• _Exercise objective_:
Count every line of the material that holds the string "fails". Respond with the total only.

____ Dataset extract

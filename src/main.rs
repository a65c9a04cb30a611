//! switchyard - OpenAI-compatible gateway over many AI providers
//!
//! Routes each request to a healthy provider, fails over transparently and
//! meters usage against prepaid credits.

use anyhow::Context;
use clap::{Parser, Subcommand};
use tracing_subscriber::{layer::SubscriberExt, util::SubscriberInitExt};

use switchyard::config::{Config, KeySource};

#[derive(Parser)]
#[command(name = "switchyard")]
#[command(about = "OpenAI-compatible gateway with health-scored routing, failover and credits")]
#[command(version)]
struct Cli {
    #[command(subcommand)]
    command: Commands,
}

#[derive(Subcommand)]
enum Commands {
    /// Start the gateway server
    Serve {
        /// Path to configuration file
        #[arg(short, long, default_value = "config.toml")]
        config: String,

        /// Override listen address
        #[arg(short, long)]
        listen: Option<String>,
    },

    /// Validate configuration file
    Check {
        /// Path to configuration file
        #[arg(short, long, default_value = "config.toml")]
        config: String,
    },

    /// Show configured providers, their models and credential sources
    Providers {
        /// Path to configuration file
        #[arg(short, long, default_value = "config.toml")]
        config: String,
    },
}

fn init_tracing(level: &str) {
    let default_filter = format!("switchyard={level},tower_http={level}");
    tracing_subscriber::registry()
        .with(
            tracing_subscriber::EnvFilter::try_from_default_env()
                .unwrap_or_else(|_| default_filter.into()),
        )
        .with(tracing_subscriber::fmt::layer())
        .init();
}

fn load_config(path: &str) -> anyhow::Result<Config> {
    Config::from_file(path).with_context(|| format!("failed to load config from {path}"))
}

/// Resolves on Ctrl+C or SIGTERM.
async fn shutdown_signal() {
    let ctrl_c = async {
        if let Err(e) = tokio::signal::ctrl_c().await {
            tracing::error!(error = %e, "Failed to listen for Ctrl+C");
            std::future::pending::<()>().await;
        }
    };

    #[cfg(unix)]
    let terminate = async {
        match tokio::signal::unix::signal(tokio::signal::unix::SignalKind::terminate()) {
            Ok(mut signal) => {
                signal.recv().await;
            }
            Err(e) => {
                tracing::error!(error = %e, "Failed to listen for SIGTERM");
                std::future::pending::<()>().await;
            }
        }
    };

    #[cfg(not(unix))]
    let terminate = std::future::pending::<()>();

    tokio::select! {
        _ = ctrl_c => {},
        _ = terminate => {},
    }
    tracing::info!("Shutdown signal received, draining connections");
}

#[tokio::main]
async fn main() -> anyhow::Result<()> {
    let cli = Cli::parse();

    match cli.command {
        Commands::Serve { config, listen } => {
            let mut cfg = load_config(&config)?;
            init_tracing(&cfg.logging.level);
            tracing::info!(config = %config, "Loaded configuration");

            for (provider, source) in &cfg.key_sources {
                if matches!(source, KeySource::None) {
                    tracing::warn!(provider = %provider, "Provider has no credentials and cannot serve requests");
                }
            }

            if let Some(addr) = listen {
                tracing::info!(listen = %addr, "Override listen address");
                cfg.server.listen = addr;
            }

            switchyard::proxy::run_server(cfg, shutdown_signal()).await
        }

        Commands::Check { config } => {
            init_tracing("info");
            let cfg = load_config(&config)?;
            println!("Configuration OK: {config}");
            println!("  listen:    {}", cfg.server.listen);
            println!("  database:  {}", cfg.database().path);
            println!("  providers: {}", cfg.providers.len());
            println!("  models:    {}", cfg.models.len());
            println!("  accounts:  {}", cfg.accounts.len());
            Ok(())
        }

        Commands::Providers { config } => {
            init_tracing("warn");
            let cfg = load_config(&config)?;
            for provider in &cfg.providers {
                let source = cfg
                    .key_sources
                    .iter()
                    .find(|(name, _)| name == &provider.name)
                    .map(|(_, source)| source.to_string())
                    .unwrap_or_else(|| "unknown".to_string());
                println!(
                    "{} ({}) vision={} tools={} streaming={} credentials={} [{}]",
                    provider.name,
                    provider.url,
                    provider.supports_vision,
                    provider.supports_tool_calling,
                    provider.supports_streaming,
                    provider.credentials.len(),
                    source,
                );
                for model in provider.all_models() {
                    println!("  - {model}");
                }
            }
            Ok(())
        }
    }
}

________
____ Dataset extract

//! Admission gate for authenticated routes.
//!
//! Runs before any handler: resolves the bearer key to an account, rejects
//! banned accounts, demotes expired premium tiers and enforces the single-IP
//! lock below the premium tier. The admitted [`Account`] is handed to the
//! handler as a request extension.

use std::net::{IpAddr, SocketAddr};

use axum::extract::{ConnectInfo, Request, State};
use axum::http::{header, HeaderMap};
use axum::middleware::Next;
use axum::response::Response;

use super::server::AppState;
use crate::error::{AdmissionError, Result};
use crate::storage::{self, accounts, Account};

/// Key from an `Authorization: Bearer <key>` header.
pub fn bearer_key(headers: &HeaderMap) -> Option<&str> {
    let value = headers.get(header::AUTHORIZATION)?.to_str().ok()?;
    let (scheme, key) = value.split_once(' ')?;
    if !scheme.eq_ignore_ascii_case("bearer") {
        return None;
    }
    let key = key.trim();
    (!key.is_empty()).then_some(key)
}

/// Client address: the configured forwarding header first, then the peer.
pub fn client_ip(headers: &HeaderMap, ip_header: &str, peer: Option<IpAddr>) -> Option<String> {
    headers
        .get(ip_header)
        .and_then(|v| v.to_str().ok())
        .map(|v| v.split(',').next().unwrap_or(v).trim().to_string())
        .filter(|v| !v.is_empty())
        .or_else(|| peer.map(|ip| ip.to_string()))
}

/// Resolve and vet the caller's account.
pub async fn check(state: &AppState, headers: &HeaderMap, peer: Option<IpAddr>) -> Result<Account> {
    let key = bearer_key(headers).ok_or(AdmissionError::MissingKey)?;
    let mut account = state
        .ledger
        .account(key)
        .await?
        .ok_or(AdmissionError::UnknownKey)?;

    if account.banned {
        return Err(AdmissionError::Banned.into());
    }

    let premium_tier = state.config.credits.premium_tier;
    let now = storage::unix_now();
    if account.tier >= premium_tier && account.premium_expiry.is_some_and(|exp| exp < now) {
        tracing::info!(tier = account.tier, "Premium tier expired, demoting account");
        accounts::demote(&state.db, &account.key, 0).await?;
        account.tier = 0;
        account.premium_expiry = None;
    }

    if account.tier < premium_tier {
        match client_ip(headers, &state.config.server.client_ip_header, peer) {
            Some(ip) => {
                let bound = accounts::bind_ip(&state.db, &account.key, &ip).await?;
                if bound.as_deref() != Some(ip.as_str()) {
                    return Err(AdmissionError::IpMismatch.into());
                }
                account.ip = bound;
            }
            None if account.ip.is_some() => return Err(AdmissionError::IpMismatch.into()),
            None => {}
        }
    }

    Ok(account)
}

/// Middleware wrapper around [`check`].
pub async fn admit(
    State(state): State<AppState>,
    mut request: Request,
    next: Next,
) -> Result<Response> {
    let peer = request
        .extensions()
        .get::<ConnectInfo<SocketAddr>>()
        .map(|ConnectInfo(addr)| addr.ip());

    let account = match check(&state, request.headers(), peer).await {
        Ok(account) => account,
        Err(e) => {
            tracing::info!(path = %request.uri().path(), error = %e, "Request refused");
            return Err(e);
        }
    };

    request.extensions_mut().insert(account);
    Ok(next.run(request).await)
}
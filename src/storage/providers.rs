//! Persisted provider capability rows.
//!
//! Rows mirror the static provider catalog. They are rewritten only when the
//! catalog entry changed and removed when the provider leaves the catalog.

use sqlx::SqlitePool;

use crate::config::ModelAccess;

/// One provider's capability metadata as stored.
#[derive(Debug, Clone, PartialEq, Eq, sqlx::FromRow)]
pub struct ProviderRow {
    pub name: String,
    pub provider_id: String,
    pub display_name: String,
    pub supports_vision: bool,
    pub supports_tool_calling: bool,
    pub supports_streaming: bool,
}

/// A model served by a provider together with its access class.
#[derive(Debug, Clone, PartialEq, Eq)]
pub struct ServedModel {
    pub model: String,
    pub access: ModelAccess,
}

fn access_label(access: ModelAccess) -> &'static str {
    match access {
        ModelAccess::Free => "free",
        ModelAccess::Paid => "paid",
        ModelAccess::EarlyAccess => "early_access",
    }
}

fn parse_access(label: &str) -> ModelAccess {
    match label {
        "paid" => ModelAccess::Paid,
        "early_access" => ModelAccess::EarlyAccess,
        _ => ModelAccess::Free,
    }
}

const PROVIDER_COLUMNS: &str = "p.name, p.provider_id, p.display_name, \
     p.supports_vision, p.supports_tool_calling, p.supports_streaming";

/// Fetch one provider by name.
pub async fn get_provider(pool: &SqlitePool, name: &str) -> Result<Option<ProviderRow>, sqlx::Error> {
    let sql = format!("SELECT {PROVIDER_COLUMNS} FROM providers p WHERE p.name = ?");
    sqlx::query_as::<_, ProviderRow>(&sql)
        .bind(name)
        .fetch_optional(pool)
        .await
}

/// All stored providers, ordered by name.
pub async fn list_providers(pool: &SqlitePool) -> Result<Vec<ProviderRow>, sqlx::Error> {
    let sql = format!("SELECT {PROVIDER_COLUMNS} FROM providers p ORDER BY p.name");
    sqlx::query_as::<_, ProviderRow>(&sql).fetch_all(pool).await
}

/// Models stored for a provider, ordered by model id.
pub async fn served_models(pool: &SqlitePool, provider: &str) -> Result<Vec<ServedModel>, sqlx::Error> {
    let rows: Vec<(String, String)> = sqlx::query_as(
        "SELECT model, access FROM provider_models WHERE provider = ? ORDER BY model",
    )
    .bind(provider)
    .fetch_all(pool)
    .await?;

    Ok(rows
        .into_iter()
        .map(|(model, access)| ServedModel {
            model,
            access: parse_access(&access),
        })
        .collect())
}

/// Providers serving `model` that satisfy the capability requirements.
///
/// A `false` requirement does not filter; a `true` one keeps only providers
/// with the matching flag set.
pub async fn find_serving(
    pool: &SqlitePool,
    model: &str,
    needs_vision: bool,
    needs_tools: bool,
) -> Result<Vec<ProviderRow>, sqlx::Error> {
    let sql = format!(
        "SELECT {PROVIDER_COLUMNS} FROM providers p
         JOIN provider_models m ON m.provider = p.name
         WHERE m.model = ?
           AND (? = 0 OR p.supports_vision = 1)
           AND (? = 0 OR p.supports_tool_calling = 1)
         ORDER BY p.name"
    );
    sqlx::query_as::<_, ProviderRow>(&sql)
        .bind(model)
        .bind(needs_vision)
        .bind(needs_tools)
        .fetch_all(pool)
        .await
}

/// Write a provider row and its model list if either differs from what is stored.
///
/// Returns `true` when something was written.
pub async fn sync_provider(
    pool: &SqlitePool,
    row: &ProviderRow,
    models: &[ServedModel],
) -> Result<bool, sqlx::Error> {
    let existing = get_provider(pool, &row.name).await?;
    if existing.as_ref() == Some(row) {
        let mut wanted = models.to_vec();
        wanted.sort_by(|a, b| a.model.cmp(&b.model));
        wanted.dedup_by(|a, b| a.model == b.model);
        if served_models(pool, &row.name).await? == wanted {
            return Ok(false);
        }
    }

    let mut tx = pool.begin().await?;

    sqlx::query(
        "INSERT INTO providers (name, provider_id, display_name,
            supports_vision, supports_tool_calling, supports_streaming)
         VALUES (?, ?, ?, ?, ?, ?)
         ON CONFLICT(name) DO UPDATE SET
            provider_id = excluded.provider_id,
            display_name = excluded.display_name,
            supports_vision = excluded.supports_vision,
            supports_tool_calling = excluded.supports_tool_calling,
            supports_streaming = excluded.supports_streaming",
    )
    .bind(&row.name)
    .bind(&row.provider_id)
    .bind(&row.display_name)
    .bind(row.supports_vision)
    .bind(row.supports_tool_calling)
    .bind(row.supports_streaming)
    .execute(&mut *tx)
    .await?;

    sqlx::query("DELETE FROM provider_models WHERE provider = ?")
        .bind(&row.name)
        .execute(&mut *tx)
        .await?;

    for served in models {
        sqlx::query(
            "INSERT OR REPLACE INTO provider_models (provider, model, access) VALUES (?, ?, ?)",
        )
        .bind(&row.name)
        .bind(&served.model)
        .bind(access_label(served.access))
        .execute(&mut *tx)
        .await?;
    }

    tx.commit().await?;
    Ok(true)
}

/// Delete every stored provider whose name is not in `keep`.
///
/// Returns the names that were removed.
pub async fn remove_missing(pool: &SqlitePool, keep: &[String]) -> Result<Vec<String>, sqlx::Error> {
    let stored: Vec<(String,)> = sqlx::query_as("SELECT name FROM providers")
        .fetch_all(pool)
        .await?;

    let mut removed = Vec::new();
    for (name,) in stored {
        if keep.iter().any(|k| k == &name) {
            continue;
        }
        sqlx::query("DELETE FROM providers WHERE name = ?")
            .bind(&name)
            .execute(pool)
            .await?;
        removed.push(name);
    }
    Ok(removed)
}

________
____ Dataset extract

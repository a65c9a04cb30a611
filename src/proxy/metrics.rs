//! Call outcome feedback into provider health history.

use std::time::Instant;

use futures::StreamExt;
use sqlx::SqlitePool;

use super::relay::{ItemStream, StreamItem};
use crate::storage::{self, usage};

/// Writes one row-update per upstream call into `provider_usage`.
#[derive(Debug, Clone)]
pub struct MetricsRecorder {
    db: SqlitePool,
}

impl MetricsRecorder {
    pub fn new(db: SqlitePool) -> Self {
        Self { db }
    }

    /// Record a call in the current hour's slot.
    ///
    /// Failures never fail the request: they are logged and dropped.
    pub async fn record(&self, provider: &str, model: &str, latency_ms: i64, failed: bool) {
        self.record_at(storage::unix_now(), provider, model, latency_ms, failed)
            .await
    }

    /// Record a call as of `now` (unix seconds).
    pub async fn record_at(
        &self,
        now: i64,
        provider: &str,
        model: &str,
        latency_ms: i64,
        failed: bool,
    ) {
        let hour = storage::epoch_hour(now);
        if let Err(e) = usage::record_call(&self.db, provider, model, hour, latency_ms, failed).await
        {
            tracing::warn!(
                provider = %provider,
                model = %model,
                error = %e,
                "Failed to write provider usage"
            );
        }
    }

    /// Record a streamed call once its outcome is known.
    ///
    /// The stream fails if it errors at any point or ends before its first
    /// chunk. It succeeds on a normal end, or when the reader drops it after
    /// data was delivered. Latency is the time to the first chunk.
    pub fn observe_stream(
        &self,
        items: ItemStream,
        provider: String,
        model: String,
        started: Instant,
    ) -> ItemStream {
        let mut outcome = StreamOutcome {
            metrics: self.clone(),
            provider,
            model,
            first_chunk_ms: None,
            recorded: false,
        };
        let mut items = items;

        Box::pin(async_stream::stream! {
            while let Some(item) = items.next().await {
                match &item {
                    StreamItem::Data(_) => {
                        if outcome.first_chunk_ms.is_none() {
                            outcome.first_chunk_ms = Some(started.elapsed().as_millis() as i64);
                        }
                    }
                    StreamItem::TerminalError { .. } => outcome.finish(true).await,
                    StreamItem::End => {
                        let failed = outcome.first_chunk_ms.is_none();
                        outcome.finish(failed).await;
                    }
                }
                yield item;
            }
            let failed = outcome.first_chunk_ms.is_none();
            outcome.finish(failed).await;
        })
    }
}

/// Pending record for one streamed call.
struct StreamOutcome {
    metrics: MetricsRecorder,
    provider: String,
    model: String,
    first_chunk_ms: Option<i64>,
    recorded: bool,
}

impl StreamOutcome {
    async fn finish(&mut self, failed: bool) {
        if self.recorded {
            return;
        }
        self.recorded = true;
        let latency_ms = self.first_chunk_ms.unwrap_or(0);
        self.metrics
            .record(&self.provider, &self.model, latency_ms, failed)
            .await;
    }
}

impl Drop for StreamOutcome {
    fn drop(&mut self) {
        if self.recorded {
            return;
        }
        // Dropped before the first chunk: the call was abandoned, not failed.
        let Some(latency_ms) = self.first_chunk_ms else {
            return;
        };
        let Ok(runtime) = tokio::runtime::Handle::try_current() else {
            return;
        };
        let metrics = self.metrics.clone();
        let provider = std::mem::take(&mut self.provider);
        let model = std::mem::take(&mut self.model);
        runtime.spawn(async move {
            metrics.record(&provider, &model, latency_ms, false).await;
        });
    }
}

________

• _Task answer_:
2